* [What is needed]
Gather each line containing the string "output" from these entries.

* [Provided material]
————

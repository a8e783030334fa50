use anyhow::Context;

use crate::config::IndexArgs;
use crate::index::CpgIndex;

pub fn run(args: IndexArgs) -> anyhow::Result<()> {
    let assembly = match &args.assembly {
        Some(name) => name.clone(),
        None => args
            .output
            .file_stem()
            .and_then(|s| s.to_str())
            .map(str::to_string)
            .context("cannot derive an assembly name from the output path")?,
    };
    tracing::info!(genome = %args.genome.display(), %assembly, "building CpG index");
    let index = CpgIndex::from_genome(&assembly, &args.genome)?;
    index.write(&args.output)?;
    tracing::info!(
        n_chroms = index.n_chroms(),
        n_cpgs = index.meta.n_cpgs_total,
        output = %args.output.display(),
        "index written"
    );
    Ok(())
}
use crate::config::MergeArgs;
use crate::index::metadata_path;
use crate::methylome::{Methylome, MethylomeMeta};

pub fn run(args: MergeArgs) -> anyhow::Result<()> {
    let Some((first, rest)) = args.inputs.split_first() else {
        anyhow::bail!("at least two input methylomes are required");
    };
    let (mut merged, first_meta) = Methylome::open(first)?;
    let mut saturated = first_meta.saturated;

    for path in rest {
        let (next, meta) = Methylome::open(path)?;
        anyhow::ensure!(
            meta.assembly == first_meta.assembly,
            "{}: assembly {} does not match {} from {}",
            path.display(),
            meta.assembly,
            first_meta.assembly,
            first.display()
        );
        saturated |= meta.saturated;
        saturated |= merged.merge(&next)?;
    }

    merged.write(&args.output, args.zip)?;
    let meta = MethylomeMeta::for_methylome(&merged, &first_meta.assembly, saturated, args.zip);
    meta.write(&metadata_path(&args.output))?;
    tracing::info!(
        n_inputs = args.inputs.len(),
        sum_m = meta.sum_m,
        sum_u = meta.sum_u,
        saturated,
        output = %args.output.display(),
        "merged methylome written"
    );
    Ok(())
}
use crate::config::CompressArgs;
use crate::index::metadata_path;
use crate::methylome::{Methylome, MethylomeMeta};

pub fn run(args: CompressArgs) -> anyhow::Result<()> {
    let (methylome, meta) = Methylome::open(&args.input)?;
    let compressed = !args.decompress;
    methylome.write(&args.output, compressed)?;
    // the hash covers the raw records, so re-encoding leaves it untouched
    MethylomeMeta { compressed, ..meta }.write(&metadata_path(&args.output))?;
    tracing::info!(
        input = %args.input.display(),
        output = %args.output.display(),
        compressed,
        "payload re-encoded"
    );
    Ok(())
}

————

* [Answer box]
            .output
            .context("cannot derive an assembly name from the output path")?,
    index.write(&args.output)?;
        output = %args.output.display(),
    merged.write(&args.output, args.zip)?;
    meta.write(&metadata_path(&args.output))?;
        output = %args.output.display(),
    methylome.write(&args.output, compressed)?;
    MethylomeMeta { compressed, ..meta }.write(&metadata_path(&args.output))?;
        output = %args.output.display(),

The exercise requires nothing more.